# Material to process
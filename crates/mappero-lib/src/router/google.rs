//! Driving directions through the gnuite.com GPX gateway to Google Maps

use super::http::{HttpTransport, ReqwestTransport};
use super::remote::{escape, spawn_route_request};
use super::{RouteCallback, Router, RouterError, RouterQuery};
use crate::ProjectionHandle;
use crate::store::OptionStore;
use std::sync::Arc;

pub const DEFAULT_URL: &str = "http://www.gnuite.com/cgi-bin/gpx.cgi";
const KEY_AVOID_HIGHWAYS: &str = "routers/google/avoid_highways";

pub struct GoogleRouter<C: HttpTransport = ReqwestTransport> {
    transport: Arc<C>,
    projection: ProjectionHandle,
    base_url: String,
    avoid_highways: bool,
}

impl<C: HttpTransport> GoogleRouter<C> {
    pub fn new(transport: C, projection: ProjectionHandle) -> Self {
        Self {
            transport: Arc::new(transport),
            projection,
            base_url: DEFAULT_URL.to_string(),
            avoid_highways: false,
        }
    }

    pub fn with_base_url(mut self, base_url: impl Into<String>) -> Self {
        self.base_url = base_url.into();
        self
    }

    pub fn avoid_highways(&self) -> bool {
        self.avoid_highways
    }

    pub fn set_avoid_highways(&mut self, avoid: bool) {
        self.avoid_highways = avoid;
    }

    pub fn request_url(&self, query: &RouterQuery) -> String {
        let projection = self.projection.current();
        let mut url = format!(
            "{}?saddr={}&daddr={}",
            self.base_url,
            escape(&query.from.query_text(projection.as_ref())),
            escape(&query.to.query_text(projection.as_ref())),
        );
        if self.avoid_highways {
            url.push_str("&avoid_highways=on");
        }
        url
    }
}

impl<C: HttpTransport> Router for GoogleRouter<C> {
    fn name(&self) -> &'static str {
        "Google"
    }

    fn calculate_route(&self, query: RouterQuery, callback: RouteCallback) {
        spawn_route_request(
            self.name(),
            self.transport.clone(),
            self.request_url(&query),
            callback,
        );
    }

    fn has_options(&self) -> bool {
        true
    }

    fn load_options(&mut self, store: &dyn OptionStore) -> Result<(), RouterError> {
        if let Some(avoid) = store.get_bool(KEY_AVOID_HIGHWAYS)? {
            self.avoid_highways = avoid;
        }
        Ok(())
    }

    fn save_options(&self, store: &dyn OptionStore) -> Result<(), RouterError> {
        store.set_bool(KEY_AVOID_HIGHWAYS, self.avoid_highways)?;
        Ok(())
    }
}

#[cfg(test)]
mod tests {
    use super::*;
    use crate::router::http::tests::StubTransport;
    use crate::router::{Location, calculate};
    use crate::{GeoPoint, MemoryStore, WebMercator};

    const ROUTE: &str = r#"<?xml version="1.0" encoding="UTF-8"?>
<gpx version="1.0"><trk><trkseg>
<trkpt lat="60.2" lon="24.9"><desc>Head north</desc></trkpt>
<trkpt lat="60.3" lon="24.95"/>
</trkseg></trk></gpx>"#;

    fn coordinates_query() -> RouterQuery {
        RouterQuery::new(
            Location::from_geo(GeoPoint::new(60.2, 24.9), &WebMercator),
            Location::from_address("Tampere"),
        )
    }

    #[test]
    fn test_request_url() {
        let mut router = GoogleRouter::new(StubTransport::body(ROUTE), ProjectionHandle::default());
        assert_eq!(
            router.request_url(&coordinates_query()),
            "http://www.gnuite.com/cgi-bin/gpx.cgi?saddr=60.200000%2C%2024.900000&daddr=Tampere"
        );

        router.set_avoid_highways(true);
        assert!(router
            .request_url(&coordinates_query())
            .ends_with("&daddr=Tampere&avoid_highways=on"));
    }

    #[test]
    fn test_custom_base_url() {
        let router = GoogleRouter::new(StubTransport::body(ROUTE), ProjectionHandle::default())
            .with_base_url("http://localhost:8080/gpx");
        assert!(router
            .request_url(&coordinates_query())
            .starts_with("http://localhost:8080/gpx?saddr="));
    }

    #[tokio::test]
    async fn test_route_from_response() {
        let router = GoogleRouter::new(StubTransport::body(ROUTE), ProjectionHandle::default());
        let path = calculate(&router, coordinates_query()).await.unwrap();
        assert_eq!(path.len(), 2);
        assert_eq!(path.waypoint_at(0).unwrap().description, "Head north");
    }

    #[tokio::test]
    async fn test_error_page_is_invalid_address() {
        let router = GoogleRouter::new(
            StubTransport::body("Address not found"),
            ProjectionHandle::default(),
        );
        let result = calculate(&router, coordinates_query()).await;
        assert!(matches!(result, Err(RouterError::InvalidAddress(_))));
    }

    #[test]
    fn test_options_persist() {
        let store = MemoryStore::new();
        let mut router = GoogleRouter::new(StubTransport::body(ROUTE), ProjectionHandle::default());
        router.load_options(&store).unwrap();
        assert!(!router.avoid_highways());

        router.set_avoid_highways(true);
        router.save_options(&store).unwrap();
        assert_eq!(store.get_bool(KEY_AVOID_HIGHWAYS).unwrap(), Some(true));

        let mut restored =
            GoogleRouter::new(StubTransport::body(ROUTE), ProjectionHandle::default());
        restored.load_options(&store).unwrap();
        assert!(restored.avoid_highways());
    }
}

# Required action
Each line above is to be restated exactly as it stands.

# Result of the exercise
filename crates/mappero-lib/src/router/google.rs
//! Driving directions through the gnuite.com GPX gateway to Google Maps

use super::http::{HttpTransport, ReqwestTransport};
use super::remote::{escape, spawn_route_request};
use super::{RouteCallback, Router, RouterError, RouterQuery};
use crate::ProjectionHandle;
use crate::store::OptionStore;
use std::sync::Arc;

pub const DEFAULT_URL: &str = "http://www.gnuite.com/cgi-bin/gpx.cgi";
const KEY_AVOID_HIGHWAYS: &str = "routers/google/avoid_highways";

pub struct GoogleRouter<C: HttpTransport = ReqwestTransport> {
    transport: Arc<C>,
    projection: ProjectionHandle,
    base_url: String,
    avoid_highways: bool,
}

impl<C: HttpTransport> GoogleRouter<C> {
    pub fn new(transport: C, projection: ProjectionHandle) -> Self {
        Self {
            transport: Arc::new(transport),
            projection,
            base_url: DEFAULT_URL.to_string(),
            avoid_highways: false,
        }
    }

    pub fn with_base_url(mut self, base_url: impl Into<String>) -> Self {
        self.base_url = base_url.into();
        self
    }

    pub fn avoid_highways(&self) -> bool {
        self.avoid_highways
    }

    pub fn set_avoid_highways(&mut self, avoid: bool) {
        self.avoid_highways = avoid;
    }

    pub fn request_url(&self, query: &RouterQuery) -> String {
        let projection = self.projection.current();
        let mut url = format!(
            "{}?saddr={}&daddr={}",
            self.base_url,
            escape(&query.from.query_text(projection.as_ref())),
            escape(&query.to.query_text(projection.as_ref())),
        );
        if self.avoid_highways {
            url.push_str("&avoid_highways=on");
        }
        url
    }
}

impl<C: HttpTransport> Router for GoogleRouter<C> {
    fn name(&self) -> &'static str {
        "Google"
    }

    fn calculate_route(&self, query: RouterQuery, callback: RouteCallback) {
        spawn_route_request(
            self.name(),
            self.transport.clone(),
            self.request_url(&query),
            callback,
        );
    }

    fn has_options(&self) -> bool {
        true
    }

    fn load_options(&mut self, store: &dyn OptionStore) -> Result<(), RouterError> {
        if let Some(avoid) = store.get_bool(KEY_AVOID_HIGHWAYS)? {
            self.avoid_highways = avoid;
        }
        Ok(())
    }

    fn save_options(&self, store: &dyn OptionStore) -> Result<(), RouterError> {
        store.set_bool(KEY_AVOID_HIGHWAYS, self.avoid_highways)?;
        Ok(())
    }
}

#[cfg(test)]
mod tests {
    use super::*;
    use crate::router::http::tests::StubTransport;
    use crate::router::{Location, calculate};
    use crate::{GeoPoint, MemoryStore, WebMercator};

    const ROUTE: &str = r#"<?xml version="1.0" encoding="UTF-8"?>
<gpx version="1.0"><trk><trkseg>
<trkpt lat="60.2" lon="24.9"><desc>Head north</desc></trkpt>
<trkpt lat="60.3" lon="24.95"/>
</trkseg></trk></gpx>"#;

    fn coordinates_query() -> RouterQuery {
        RouterQuery::new(
            Location::from_geo(GeoPoint::new(60.2, 24.9), &WebMercator),
            Location::from_address("Tampere"),
        )
    }

    #[test]
    fn test_request_url() {
        let mut router = GoogleRouter::new(StubTransport::body(ROUTE), ProjectionHandle::default());
        assert_eq!(
            router.request_url(&coordinates_query()),
            "http://www.gnuite.com/cgi-bin/gpx.cgi?saddr=60.200000%2C%2024.900000&daddr=Tampere"
        );

        router.set_avoid_highways(true);
        assert!(router
            .request_url(&coordinates_query())
            .ends_with("&daddr=Tampere&avoid_highways=on"));
    }

    #[test]
    fn test_custom_base_url() {
        let router = GoogleRouter::new(StubTransport::body(ROUTE), ProjectionHandle::default())
            .with_base_url("http://localhost:8080/gpx");
        assert!(router
            .request_url(&coordinates_query())
            .starts_with("http://localhost:8080/gpx?saddr="));
    }

    #[tokio::test]
    async fn test_route_from_response() {
        let router = GoogleRouter::new(StubTransport::body(ROUTE), ProjectionHandle::default());
        let path = calculate(&router, coordinates_query()).await.unwrap();
        assert_eq!(path.len(), 2);
        assert_eq!(path.waypoint_at(0).unwrap().description, "Head north");
    }

    #[tokio::test]
    async fn test_error_page_is_invalid_address() {
        let router = GoogleRouter::new(
            StubTransport::body("Address not found"),
            ProjectionHandle::default(),
        );
        let result = calculate(&router, coordinates_query()).await;
        assert!(matches!(result, Err(RouterError::InvalidAddress(_))));
    }

    #[test]
    fn test_options_persist() {
        let store = MemoryStore::new();
        let mut router = GoogleRouter::new(StubTransport::body(ROUTE), ProjectionHandle::default());
        router.load_options(&store).unwrap();
        assert!(!router.avoid_highways());

        router.set_avoid_highways(true);
        router.save_options(&store).unwrap();
        assert_eq!(store.get_bool(KEY_AVOID_HIGHWAYS).unwrap(), Some(true));

        let mut restored =
            GoogleRouter::new(StubTransport::body(ROUTE), ProjectionHandle::default());
        restored.load_options(&store).unwrap();
        assert!(restored.avoid_highways());
    }
}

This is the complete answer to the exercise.